[Exercise data — start]
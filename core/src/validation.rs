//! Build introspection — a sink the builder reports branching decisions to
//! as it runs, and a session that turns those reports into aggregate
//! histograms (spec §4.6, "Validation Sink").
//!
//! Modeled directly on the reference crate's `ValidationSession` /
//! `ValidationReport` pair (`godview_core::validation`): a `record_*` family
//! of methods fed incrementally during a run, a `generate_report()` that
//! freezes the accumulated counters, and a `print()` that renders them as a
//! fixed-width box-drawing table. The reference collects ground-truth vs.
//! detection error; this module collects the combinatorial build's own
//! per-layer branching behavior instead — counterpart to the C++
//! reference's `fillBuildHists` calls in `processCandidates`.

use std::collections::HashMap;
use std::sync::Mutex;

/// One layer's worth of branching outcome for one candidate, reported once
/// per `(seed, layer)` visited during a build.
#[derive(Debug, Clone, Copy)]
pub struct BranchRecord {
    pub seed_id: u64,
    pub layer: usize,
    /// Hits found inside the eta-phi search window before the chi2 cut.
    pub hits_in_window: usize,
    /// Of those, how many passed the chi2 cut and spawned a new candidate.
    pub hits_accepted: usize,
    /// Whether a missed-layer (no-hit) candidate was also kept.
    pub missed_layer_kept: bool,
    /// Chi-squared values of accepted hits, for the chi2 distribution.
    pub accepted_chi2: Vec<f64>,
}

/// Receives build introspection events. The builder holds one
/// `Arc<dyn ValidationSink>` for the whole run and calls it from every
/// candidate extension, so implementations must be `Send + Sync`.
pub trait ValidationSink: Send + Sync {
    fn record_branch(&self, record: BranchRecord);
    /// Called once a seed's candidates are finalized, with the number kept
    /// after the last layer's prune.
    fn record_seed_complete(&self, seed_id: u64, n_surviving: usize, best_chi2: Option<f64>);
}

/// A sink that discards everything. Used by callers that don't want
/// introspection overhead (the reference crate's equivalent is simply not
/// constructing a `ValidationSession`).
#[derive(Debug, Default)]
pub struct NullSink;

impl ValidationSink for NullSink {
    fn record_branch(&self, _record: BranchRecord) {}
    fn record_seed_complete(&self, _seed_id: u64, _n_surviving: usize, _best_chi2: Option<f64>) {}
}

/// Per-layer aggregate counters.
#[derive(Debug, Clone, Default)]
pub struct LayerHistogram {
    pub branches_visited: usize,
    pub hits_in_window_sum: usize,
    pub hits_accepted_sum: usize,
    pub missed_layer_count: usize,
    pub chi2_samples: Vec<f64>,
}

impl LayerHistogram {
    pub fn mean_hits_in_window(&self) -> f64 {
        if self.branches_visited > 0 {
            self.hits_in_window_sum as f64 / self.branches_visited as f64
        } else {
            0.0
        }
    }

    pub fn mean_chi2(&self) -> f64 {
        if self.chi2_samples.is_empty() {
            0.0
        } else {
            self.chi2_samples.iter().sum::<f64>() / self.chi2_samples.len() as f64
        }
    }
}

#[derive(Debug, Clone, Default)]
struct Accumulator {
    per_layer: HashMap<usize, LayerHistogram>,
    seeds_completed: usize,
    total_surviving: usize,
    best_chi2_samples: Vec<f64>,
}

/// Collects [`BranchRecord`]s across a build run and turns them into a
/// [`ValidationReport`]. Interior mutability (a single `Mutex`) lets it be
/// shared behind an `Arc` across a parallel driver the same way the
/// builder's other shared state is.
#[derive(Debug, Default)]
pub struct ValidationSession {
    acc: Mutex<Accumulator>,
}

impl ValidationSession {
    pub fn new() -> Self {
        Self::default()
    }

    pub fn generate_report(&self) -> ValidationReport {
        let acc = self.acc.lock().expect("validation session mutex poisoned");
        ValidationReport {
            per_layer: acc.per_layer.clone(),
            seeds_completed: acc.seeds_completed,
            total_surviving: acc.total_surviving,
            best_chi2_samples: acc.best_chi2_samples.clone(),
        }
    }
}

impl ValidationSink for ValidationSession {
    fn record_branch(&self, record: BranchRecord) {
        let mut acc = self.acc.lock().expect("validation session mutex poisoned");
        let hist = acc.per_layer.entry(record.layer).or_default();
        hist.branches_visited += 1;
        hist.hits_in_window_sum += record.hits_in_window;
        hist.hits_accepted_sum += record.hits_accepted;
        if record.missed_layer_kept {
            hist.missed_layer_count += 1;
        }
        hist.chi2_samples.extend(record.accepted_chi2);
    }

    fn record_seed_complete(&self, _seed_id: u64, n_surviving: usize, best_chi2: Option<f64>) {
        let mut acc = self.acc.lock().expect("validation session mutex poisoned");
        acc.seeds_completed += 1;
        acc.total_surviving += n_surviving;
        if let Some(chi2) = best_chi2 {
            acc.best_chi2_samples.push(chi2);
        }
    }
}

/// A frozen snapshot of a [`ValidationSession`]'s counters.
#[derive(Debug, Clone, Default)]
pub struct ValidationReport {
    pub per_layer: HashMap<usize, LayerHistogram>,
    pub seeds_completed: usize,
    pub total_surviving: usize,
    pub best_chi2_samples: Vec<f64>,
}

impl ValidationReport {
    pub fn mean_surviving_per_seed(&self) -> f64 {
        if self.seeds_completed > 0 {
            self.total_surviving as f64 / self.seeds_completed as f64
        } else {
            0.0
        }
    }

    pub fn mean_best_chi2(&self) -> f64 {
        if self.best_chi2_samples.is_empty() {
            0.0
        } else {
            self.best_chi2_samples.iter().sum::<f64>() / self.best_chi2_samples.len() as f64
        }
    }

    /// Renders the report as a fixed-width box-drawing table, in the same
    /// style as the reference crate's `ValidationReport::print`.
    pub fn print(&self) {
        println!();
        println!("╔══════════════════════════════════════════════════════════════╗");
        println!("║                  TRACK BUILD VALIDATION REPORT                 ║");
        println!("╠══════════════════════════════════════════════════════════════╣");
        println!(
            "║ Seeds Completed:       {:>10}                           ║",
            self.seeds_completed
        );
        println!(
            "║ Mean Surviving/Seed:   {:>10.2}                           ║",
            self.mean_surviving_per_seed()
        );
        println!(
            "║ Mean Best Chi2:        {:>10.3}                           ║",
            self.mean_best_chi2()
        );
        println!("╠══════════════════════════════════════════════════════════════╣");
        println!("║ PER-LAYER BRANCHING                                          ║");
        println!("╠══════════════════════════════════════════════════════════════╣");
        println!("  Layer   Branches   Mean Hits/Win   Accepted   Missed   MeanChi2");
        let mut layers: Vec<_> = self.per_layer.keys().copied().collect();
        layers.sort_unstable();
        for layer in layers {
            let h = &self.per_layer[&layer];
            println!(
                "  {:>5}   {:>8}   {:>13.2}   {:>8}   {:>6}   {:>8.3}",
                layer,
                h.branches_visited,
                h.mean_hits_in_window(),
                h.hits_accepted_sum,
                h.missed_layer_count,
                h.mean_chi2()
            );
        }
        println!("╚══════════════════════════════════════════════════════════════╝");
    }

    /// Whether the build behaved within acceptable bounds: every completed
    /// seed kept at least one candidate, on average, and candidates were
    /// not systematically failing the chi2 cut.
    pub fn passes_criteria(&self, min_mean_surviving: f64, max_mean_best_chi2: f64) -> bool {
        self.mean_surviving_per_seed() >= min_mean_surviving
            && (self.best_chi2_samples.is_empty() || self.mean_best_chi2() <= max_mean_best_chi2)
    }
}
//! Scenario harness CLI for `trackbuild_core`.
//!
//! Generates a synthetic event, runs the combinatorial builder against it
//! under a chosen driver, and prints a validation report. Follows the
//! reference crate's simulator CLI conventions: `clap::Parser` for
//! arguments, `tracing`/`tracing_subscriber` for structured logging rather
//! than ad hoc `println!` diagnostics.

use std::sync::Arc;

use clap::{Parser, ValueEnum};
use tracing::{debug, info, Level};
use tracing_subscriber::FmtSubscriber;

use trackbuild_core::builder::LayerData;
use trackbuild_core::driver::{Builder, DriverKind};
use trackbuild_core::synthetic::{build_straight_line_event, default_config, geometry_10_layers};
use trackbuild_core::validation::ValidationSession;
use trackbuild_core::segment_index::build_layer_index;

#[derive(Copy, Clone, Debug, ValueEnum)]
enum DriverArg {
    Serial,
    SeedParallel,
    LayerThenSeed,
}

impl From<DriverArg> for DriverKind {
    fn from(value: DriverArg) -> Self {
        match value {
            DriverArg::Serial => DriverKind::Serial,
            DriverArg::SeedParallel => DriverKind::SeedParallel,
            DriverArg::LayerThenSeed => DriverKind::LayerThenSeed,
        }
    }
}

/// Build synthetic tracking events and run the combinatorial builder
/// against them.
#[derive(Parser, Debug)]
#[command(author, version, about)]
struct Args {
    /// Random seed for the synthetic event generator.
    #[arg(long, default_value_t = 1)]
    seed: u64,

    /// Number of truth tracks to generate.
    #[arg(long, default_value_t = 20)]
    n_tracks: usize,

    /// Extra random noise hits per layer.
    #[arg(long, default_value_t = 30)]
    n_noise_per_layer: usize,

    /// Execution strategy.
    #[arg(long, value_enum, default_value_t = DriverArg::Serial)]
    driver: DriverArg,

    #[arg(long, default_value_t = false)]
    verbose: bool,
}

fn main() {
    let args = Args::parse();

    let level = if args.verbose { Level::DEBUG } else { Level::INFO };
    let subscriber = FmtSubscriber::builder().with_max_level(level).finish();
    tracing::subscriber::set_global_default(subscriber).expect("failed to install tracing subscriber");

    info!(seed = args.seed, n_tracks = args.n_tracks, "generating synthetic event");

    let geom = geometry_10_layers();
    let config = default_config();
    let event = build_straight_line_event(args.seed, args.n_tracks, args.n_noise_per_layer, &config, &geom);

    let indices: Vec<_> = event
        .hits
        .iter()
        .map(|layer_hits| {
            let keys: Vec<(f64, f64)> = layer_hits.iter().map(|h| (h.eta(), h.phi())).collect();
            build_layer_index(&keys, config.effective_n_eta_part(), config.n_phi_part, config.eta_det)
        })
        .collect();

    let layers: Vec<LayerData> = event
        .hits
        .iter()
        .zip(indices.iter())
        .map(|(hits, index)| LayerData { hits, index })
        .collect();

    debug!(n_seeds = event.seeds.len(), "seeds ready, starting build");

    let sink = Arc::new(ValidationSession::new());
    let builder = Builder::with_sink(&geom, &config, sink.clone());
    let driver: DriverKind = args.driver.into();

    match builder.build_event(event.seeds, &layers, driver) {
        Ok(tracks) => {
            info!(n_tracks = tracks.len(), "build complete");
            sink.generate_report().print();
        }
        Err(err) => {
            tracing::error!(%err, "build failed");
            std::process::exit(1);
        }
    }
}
[Exercise data — finish]
§ **Work instructions**
Copy each line of the data that contains the word "FmtSubscriber".

§ **Response area**
use tracing_subscriber::FmtSubscriber;
    let subscriber = FmtSubscriber::builder().with_max_level(level).finish();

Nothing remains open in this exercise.